Question

(a) What is an antiderivative of a function f?

(b) Suppose \({{\bf{F}}_{\bf{1}}}\) and \({{\bf{F}}_2}\) are both antiderivatives of on an interval I. How are \({{\bf{F}}_{\bf{1}}}\) and \({{\bf{F}}_2}\) related?

Short answer

(a) The antiderivative of a function f is F, where \(\int {f\left( x \right)} dx = F\left( x \right) + C\).

(b) The relation between \({F_1}\) and \({F_2}\) is given as \({F_1} = {F_2} + c\).

Step-by-step solution

Part (a)

The antiderivative of function \(f\left( x \right)\) is a function whose output or we can say derivative is equal to \(F'\left( x \right)\) for all x in the domain of the function \(f\left( x \right)\). That is, if \(F'\left( x \right) = f\left( x \right)\), then we can say \(F\left( x \right)\) is the antiderivative of \(f\left( x \right)\).

Where, \(\int {f\left( x \right)} dx = F\left( x \right) + C\), for any constant C.

Example

Consider two functions as below:

\(F\left( x \right) = {x^3} - 5x + 2\)and \(f\left( x \right) = 3{x^2} - 5\)

Check whether \(f\left( x \right)\) is the antiderivative of \(F\left( x \right)\).

Find derivative of \(F\left( x \right)\).

\(F'\left( x \right) = 3{x^2} - 5\)

As, \(F'\left( x \right) = f\left( x \right)\), so \(f\left( x \right)\) is the antiderivative of \(F\).

Eventually, \(F\) is an antiderivative of \(f\).

Part (b)

Two given functions are \({F_1}\) and \({F_2}\), which are derivative antiderivative of \(f\) on any \(I\). Then,

\(\int f = {F_1}{\rm{ or }}f = \frac{{d{F_1}}}{{dx}}{\rm{ }}......\left( 1 \right)\)

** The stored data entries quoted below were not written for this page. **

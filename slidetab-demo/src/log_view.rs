use log::info;
use slidetab::prelude::*;

/// A view that renders by logging what a client would do.
pub struct LogView {
    name: &'static str,
}

impl LogView {
    pub fn new(name: &'static str) -> Self {
        Self { name }
    }
}

impl RenderGateway for LogView {
    fn render(&self, instruction: &RenderInstruction) {
        let size = match instruction.size_hint {
            0 => "natural size".to_string(),
            pixels => format!("{pixels}px"),
        };
        info!(
            "[{}] {}({:?}, {}) over {}ms",
            self.name,
            instruction.kind.function_name(),
            instruction.orientation,
            size,
            instruction.animation_millis
        );
    }

    fn set_caption(&self, caption: &str) {
        info!("[{}] caption: {:?}", self.name, caption);
    }
}

impl Styleable for LogView {
    fn set_class_name(&self, name: &str, set: bool) {
        if set {
            info!("[{}] +class {}", self.name, name);
        }
    }

    fn set_style(&self, property: &str, value: Option<&str>) {
        info!("[{}] style {}: {}", self.name, property, value.unwrap_or("<unset>"));
    }
}

impl Sizeable for LogView {
    fn set_size(&self, part: Part, dimension: Dimension, pixels: Option<u32>) {
        match pixels {
            Some(pixels) => info!("[{}] {:?} {:?} = {}px", self.name, part, dimension, pixels),
            None => info!("[{}] {:?} {:?} cleared", self.name, part, dimension),
        }
    }
}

\(\int f = {F_2}{\rm{ or }}f = \frac{{d{F_2}}}{{dx}}{\rm{ }}......\left( 2 \right)\)

Subtract equation (2) from (1).

\(\begin{aligned}{c}\frac{{d{F_1}}}{{dx}} - \frac{{d{F_2}}}{{dx}} = f - f\\\frac{d}{{dx}}\left( {{F_1} - {F_2}} \right) = 0\end{aligned}\)

Now, integrate both the sides.

\(\begin{aligned}{c}{F_1} - {F_2} = c\\{F_1} = {F_2} + c\end{aligned}\)

Where, c is a constant.

So, a relation between \({F_1}\) and \({F_2}\) is \({F_1} = {F_2} + c\).